What is expected :: Please filter the listing below and copy out the lines that hold "context".

※

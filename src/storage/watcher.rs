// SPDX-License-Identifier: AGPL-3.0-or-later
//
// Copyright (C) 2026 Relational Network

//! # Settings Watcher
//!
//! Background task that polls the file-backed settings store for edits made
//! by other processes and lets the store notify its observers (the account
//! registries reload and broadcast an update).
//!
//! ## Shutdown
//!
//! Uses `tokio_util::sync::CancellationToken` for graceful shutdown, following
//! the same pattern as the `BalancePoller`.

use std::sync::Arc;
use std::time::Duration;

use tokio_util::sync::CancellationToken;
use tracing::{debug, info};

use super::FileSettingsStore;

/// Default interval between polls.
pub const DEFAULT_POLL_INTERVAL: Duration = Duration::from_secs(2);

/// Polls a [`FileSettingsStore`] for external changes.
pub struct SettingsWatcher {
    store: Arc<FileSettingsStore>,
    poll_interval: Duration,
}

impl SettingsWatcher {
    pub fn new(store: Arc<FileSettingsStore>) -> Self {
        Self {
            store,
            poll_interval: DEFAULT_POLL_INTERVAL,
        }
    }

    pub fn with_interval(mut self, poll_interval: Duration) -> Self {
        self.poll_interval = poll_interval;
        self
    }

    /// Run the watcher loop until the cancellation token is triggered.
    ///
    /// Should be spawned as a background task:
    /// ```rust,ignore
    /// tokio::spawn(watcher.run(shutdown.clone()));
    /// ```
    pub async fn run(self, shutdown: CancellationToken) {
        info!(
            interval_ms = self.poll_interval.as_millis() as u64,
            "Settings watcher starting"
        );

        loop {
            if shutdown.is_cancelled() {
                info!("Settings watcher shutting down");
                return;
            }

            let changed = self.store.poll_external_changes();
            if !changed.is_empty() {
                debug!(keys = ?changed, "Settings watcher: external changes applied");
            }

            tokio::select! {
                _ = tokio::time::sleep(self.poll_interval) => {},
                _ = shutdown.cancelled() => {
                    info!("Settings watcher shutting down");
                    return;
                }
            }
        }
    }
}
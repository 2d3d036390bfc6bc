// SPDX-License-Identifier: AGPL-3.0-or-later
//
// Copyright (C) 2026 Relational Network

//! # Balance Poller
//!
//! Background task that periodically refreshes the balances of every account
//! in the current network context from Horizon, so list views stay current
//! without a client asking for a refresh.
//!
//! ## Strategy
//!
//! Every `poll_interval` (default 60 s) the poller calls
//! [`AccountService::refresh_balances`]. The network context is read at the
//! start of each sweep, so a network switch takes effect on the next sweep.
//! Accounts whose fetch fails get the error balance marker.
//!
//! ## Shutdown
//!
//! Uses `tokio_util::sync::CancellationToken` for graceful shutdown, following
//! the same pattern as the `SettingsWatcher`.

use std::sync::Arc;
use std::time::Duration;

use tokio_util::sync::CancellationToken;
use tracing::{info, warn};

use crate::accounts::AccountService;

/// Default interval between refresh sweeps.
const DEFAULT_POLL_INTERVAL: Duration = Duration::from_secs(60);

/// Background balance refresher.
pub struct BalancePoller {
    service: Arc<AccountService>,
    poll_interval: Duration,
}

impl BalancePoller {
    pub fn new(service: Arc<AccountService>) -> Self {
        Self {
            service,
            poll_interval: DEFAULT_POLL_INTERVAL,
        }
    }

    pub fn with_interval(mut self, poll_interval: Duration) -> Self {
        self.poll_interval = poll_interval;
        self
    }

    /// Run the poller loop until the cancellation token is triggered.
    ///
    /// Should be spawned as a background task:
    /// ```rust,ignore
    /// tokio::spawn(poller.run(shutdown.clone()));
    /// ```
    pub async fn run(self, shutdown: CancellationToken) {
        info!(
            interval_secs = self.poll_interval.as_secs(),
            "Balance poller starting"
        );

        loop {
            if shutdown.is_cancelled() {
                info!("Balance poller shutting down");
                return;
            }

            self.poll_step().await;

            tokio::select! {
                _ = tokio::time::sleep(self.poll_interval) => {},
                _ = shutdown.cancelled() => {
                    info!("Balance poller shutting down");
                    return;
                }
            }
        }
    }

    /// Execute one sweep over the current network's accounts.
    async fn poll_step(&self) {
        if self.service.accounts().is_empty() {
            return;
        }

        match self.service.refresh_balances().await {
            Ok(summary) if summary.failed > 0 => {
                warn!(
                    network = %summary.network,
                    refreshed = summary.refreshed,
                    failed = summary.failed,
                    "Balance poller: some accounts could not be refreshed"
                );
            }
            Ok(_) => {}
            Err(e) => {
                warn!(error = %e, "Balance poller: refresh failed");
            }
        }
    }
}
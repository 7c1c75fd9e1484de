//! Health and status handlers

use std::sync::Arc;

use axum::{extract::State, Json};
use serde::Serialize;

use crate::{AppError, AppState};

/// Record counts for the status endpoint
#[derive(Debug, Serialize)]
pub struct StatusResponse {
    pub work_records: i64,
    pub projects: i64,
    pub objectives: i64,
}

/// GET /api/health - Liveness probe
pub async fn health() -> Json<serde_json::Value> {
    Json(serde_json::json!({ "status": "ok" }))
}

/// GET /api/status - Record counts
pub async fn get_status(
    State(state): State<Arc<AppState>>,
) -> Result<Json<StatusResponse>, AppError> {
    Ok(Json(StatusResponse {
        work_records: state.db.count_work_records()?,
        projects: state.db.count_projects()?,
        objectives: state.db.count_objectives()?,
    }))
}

※

Response to the exercise ::
//! in the current network context from Horizon, so list views stay current
//! [`AccountService::refresh_balances`]. The network context is read at the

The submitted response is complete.